TASK ITEM: Only the count is needed. Count the lines below with the word "true" in them.

========================================

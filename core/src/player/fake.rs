use crate::error::{Result, WatchError};

use super::{PlayerBackend, Track, TrackKind};

/// In-memory binding for tests.
#[derive(Debug, Clone)]
pub struct FakePlayer {
    pub ready: bool,
    pub duration: f64,
    pub width: u32,
    pub height: u32,
    pub has_audio: bool,
    pub muted: bool,
    pub volume: f64,
    pub paused: bool,
    pub ended: bool,
    pub position: f64,
    pub fullscreen: bool,
    pub rate: f64,
    pub tracks: Vec<Track>,
    pub settled: bool,
    pub autoplay: bool,
    pub loads: usize,
    pub fail_load: bool,
}

impl Default for FakePlayer {
    fn default() -> Self {
        Self {
            ready: true,
            duration: 600.0,
            width: 1920,
            height: 1080,
            has_audio: true,
            muted: false,
            volume: 0.5,
            paused: true,
            ended: false,
            position: 0.0,
            fullscreen: false,
            rate: 1.0,
            tracks: Vec::new(),
            settled: true,
            autoplay: true,
            loads: 0,
            fail_load: false,
        }
    }
}

impl FakePlayer {
    fn select(&mut self, kind: TrackKind, id: Option<i64>) {
        for track in self.tracks.iter_mut().filter(|t| t.kind == kind) {
            track.selected = Some(track.id) == id;
        }
    }
}

impl PlayerBackend for FakePlayer {
    fn is_ready(&self) -> bool {
        self.ready
    }
    fn duration(&self) -> f64 {
        self.duration
    }
    fn width(&self) -> u32 {
        self.width
    }
    fn height(&self) -> u32 {
        self.height
    }
    fn has_audio(&self) -> bool {
        self.has_audio
    }
    fn muted(&self) -> bool {
        self.muted
    }
    fn volume(&self) -> f64 {
        self.volume
    }
    fn paused(&self) -> bool {
        self.paused
    }
    fn ended(&self) -> bool {
        self.ended
    }
    fn position(&self) -> f64 {
        self.position
    }
    fn fullscreen(&self) -> bool {
        self.fullscreen
    }
    fn playback_rate(&self) -> f64 {
        self.rate
    }
    fn tracks(&self) -> Vec<Track> {
        self.tracks.clone()
    }
    fn facts_settled(&self) -> bool {
        self.settled
    }
    fn autoplay(&self) -> bool {
        self.autoplay
    }

    fn play(&mut self) -> Result<()> {
        self.paused = false;
        Ok(())
    }
    fn pause(&mut self) -> Result<()> {
        self.paused = true;
        Ok(())
    }
    fn seek_to(&mut self, secs: f64) -> Result<()> {
        self.position = secs;
        Ok(())
    }
    fn set_volume(&mut self, volume: f64) -> Result<()> {
        self.volume = volume;
        Ok(())
    }
    fn set_muted(&mut self, muted: bool) -> Result<()> {
        self.muted = muted;
        Ok(())
    }
    fn set_fullscreen(&mut self, fullscreen: bool) -> Result<()> {
        self.fullscreen = fullscreen;
        Ok(())
    }
    fn set_playback_rate(&mut self, rate: f64) -> Result<()> {
        self.rate = rate;
        Ok(())
    }
    fn select_subtitle(&mut self, id: Option<i64>) -> Result<()> {
        self.select(TrackKind::Subtitle, id);
        Ok(())
    }
    fn select_audio(&mut self, id: i64) -> Result<()> {
        self.select(TrackKind::Audio, Some(id));
        Ok(())
    }
    fn load(&mut self) -> Result<()> {
        if self.fail_load {
            return Err(WatchError::PlayerUnavailable("player process exited".into()));
        }
        self.loads += 1;
        self.position = 0.0;
        Ok(())
    }
}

========================================

ANSWER SPACE: 6